Introducing Fractal: A WebGPU-Powered Fractal Flame Renderer

Introducing Fractal: A WebGPU-Powered Fractal Flame Renderer

2 min read

I'm excited to share Fractal, an open-source fractal flame rendering engine that brings the beautiful complexity of fractal flames to the modern web using WebGPU.

Check out the source code and try the live demo . If you're interested in fractal flames, WebGPU, or just want to see what's possible with modern compute shaders, I'd love to hear your feedback.

The Intersection of Art and Compute

Fractal flame rendering

Fractal flames are a fascinating example of where art meets mathematics and computational power. These algorithmic visualizations create stunning, organic patterns through iterative function systems and carefully tuned transformations.
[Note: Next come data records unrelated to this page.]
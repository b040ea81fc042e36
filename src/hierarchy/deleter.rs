//! All-or-nothing batch deletion.

use crate::error::{CascadeError, CascadeResult};
use crate::store::{EntityStore, OrphanGuard, StoreError};
use tracing::{error, info, warn};

/// Deletes a set of ids inside one store transaction.
pub struct BatchDeleter<'a, S: ?Sized> {
    store: &'a S,
    guard: OrphanGuard,
}

impl<'a, S: EntityStore + ?Sized> BatchDeleter<'a, S> {
    pub fn new(store: &'a S, guard: OrphanGuard) -> Self {
        Self { store, guard }
    }

    /// Delete every id, or none of them.
    ///
    /// Returns the number of rows removed. An empty slice is a no-op and
    /// never opens a transaction.
    ///
    /// # Errors
    ///
    /// - [`CascadeError::SubtreeChanged`] when surviving tasks would point at
    ///   a deleted id (orphan guard enabled).
    /// - [`CascadeError::Storage`] for any other failure; the batch was rolled
    ///   back by the store.
    pub async fn delete_all(&self, ids: &[String]) -> CascadeResult<usize> {
        if ids.is_empty() {
            return Ok(0);
        }

        match self.store.delete_many(ids, self.guard).await {
            Ok(removed) => {
                if removed < ids.len() {
                    warn!(
                        requested = ids.len(),
                        removed, "Some tasks were already gone at delete time"
                    );
                }
                info!(removed, "Committed delete batch");
                Ok(removed)
            }
            Err(StoreError::Orphans(orphans)) => {
                warn!(
                    orphans = orphans.len(),
                    "Delete batch rolled back: tasks were added under the subtree"
                );
                Err(CascadeError::SubtreeChanged { orphans })
            }
            Err(e) => {
                error!(requested = ids.len(), error = %e, "Delete batch rolled back");
                Err(CascadeError::Storage(e))
            }
        }
    }
}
Historically, rendering fractal flames was a CPU-bound process that took considerable time. Tools like Apophysis dominated the space but were slow, making high-resolution output or video practically impossible. Fractron9000 brought GPU acceleration but eventually became difficult to maintain and run on modern systems.

A Modern Approach

Fractal represents a fresh take on fractal flame rendering, leveraging modern web technologies:

  • WebGPU compute shaders for high-performance rendering directly in the browser
  • Node.js CLI for validation and batch processing
  • Monorepo architecture with shared core engine (@fractal/core), web interface (@fractal/web), and CLI tools (@fractal/cli)
  • 30 mathematical variations implementing affine transformations
  • Video generation with keyframe support and auto-tweening

Built with AI Pair Programming

This project served as an interesting test case for the limits of AI-assisted development. Porting OpenCL compute shaders to WebGPU is non-trivial work, requiring a combination of GPT-4.5 and Claude Opus to get the initial version across the line.

Once the framework was in place, adding new features became significantly easier - demonstrating how AI pair programming can help tackle complex initial implementations while still requiring human expertise for architectural decisions.